Çoğu kısmı Elemanlar Öncekilerin çalışmalarını ele alıyor ve
Babil ve Mısır geometrilerinden türetilmiş, Yunan düşüncesiyle rafine edilmiş
bir geometri sunuyor. Oranlar konusunda V. Kitap, söylendiği gibi, Yunan
matematik düşüncesinin zirvelerinden birine ulaşıyor.
Her şeyi kendine çekmek dehaların özelliğidir.
Plutarch'a göre Arşimet teknik
konularda hiçbir şey yazmazdı. Bunun kesinlikle doğru olduğu varsayılabilir.
Plutarkhos'a göre bu olgunun Yunanlıların el emeğini küçümsediğinin kanıtını
oluşturduğunu göreceğiz.
145 civarında, Ptolemy Philometor'un ölümü üzerine oğlu
Eupator tahttan indirildi ve müzenin lideri Aristarchus liderliğindeki Müze'den
birçok bilim adamı, krallarıyla birlikte sürgün yoluna gitti.
4. Mekanik sözdizimi
İskenderiye Mekanik Okulu
Bu okulun sözde kurucusu Ctesibios hakkında neredeyse hiçbir
şey bilmiyoruz.
Ctesibios, Arşimet'in tam çağdaşı olacaktır.
Vitruvius ilk kitabında Ctesibios'tan mühendislerin
eğitimindeki temel yazarlardan biri ve Antik Çağ'ın ünlü tamircilerinden biri
olarak bahseder.
…bize, önceden var olan teknikleri önemli ölçüde aşan,
işleri bir uçtan ele alan ilk kişi gibi görünüyor
5. Bizanslı Philo
Kronolojik olarak adamın yerini belirlemek zordur.
Ctesibios'tan bahsetme şekli onunla hiç tanışmadığını kanıtlıyor.

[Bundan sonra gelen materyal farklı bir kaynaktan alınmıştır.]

//! Source URL validity rules.
//!
//! Applied identically to registry homepage URLs at startup and to every
//! `source_url` arriving at the ingest endpoint. The rules are deliberately
//! minimal: scheme, a real-looking host, and no placeholder hosts.

use thiserror::Error;

#[derive(Debug, Error, PartialEq, Eq)]
pub enum UrlError {
    #[error("empty url")]
    Empty,

    #[error("scheme must be http or https")]
    BadScheme,

    #[error("missing host")]
    MissingHost,

    #[error("placeholder host {0}")]
    PlaceholderHost(String),
}

/// Hosts that mark test/placeholder data rather than a real publisher.
const PLACEHOLDER_HOSTS: &[&str] = &[
    "localhost",
    "127.0.0.1",
    "0.0.0.0",
    "::1",
    "example.com",
    "example.org",
    "example.net",
];

const PLACEHOLDER_SUFFIXES: &[&str] = &[".localhost", ".example", ".invalid", ".test", ".local"];

/// Validate that a URL is a usable public `http(s)` link.
pub fn validate_public_url(url: &str) -> Result<(), UrlError> {
    let trimmed = url.trim();
    if trimmed.is_empty() {
        return Err(UrlError::Empty);
    }

    let rest = trimmed
        .strip_prefix("https://")
        .or_else(|| trimmed.strip_prefix("http://"))
        .ok_or(UrlError::BadScheme)?;

    // Host runs until the first path/query/fragment/port delimiter.
    let authority = rest.split(['/', '?', '#']).next().unwrap_or("");
    let host = authority.split('@').next_back().unwrap_or("");
    let host = host.split(':').next().unwrap_or("").to_ascii_lowercase();

    if host.is_empty() {
        return Err(UrlError::MissingHost);
    }

    if PLACEHOLDER_HOSTS.contains(&host.as_str())
        || PLACEHOLDER_SUFFIXES.iter().any(|s| host.ends_with(s))
    {
        return Err(UrlError::PlaceholderHost(host));
    }

    Ok(())
}

/// The registered host of a URL, lowercased, with any `www.` prefix removed.
/// Used to match ingest source URLs against registry domains.
pub fn domain_of(url: &str) -> Option<String> {
    let rest = url
        .trim()
        .strip_prefix("https://")
        .or_else(|| url.trim().strip_prefix("http://"))?;
    let authority = rest.split(['/', '?', '#']).next()?;
    let host = authority.split('@').next_back()?.split(':').next()?;
    if host.is_empty() {
        return None;
    }
    let host = host.to_ascii_lowercase();
    Some(host.strip_prefix("www.").unwrap_or(&host).to_string())
}

#[cfg(test)]
mod tests {
    use super::*;

    #[test]
    fn accepts_real_urls() {
        assert_eq!(validate_public_url("https://politi.dk/nyhed/123"), Ok(()));
        assert_eq!(validate_public_url("http://nrk.no"), Ok(()));
        assert_eq!(validate_public_url("https://user@dr.dk:8443/x?y=1"), Ok(()));
    }

    #[test]
    fn rejects_placeholders_and_bad_schemes() {
        assert_eq!(validate_public_url(""), Err(UrlError::Empty));
        assert_eq!(validate_public_url("ftp://politi.dk"), Err(UrlError::BadScheme));
        assert_eq!(validate_public_url("politi.dk/nyhed"), Err(UrlError::BadScheme));
        assert_eq!(validate_public_url("https://"), Err(UrlError::MissingHost));
        assert!(matches!(
            validate_public_url("http://localhost:3000/a"),
            Err(UrlError::PlaceholderHost(_))
        ));
        assert!(matches!(
            validate_public_url("https://example.com/article"),
            Err(UrlError::PlaceholderHost(_))
        ));
        assert!(matches!(
            validate_public_url("https://feed.invalid/rss"),
            Err(UrlError::PlaceholderHost(_))
        ));
    }

    #[test]
    fn domain_extraction_strips_www_and_port() {
        assert_eq!(domain_of("https://www.dr.dk/nyheder/x"), Some("dr.dk".into()));
        assert_eq!(domain_of("http://politi.dk:8080/rss"), Some("politi.dk".into()));
        assert_eq!(domain_of("nonsense"), None);
    }
}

Bir süre İskenderiye'de yaşadığı kesin ama öncesinde veya
sonrasında Rodos'ta da zaman geçirmişti.
Bizanslı Philo, eserlerinin büyük bir kısmı bize ulaşan ilk
kişidir.
Philo, eserinin önemli bir kısmını kaybetmesine rağmen,
zamanının bir teknisyeninin merakının boyutunu bize açıkça gösteriyor. Kendisi
aynı zamanda teknik düşüncenin sınırlarının da mükemmel bir örneğidir. Onu devrinin
alimlerinin seviyesine koymak haksızlık olmaz.
6. İskenderiyeli Heron
Heron uygulamalı bilimlerden yanaydı
Bazıları onun 126 civarında doğmuş olabileceğini ve 51'den
sonra ölebileceğini iddia edebildiler.
Yunan mekaniğinin bu hikayesi İskenderiyeli Heron'la
bitiyor.
7. Donmuş bir miras
Romalının teknik konusunda pek hayal gücü yoktur ama iyi bir
öğrencidir: fethedilen topraklarda bulduklarını kolayca benimser ve sistem bir
kez kurulduktan sonra mevcut tekniklere göre yasa yapar ve yönetir.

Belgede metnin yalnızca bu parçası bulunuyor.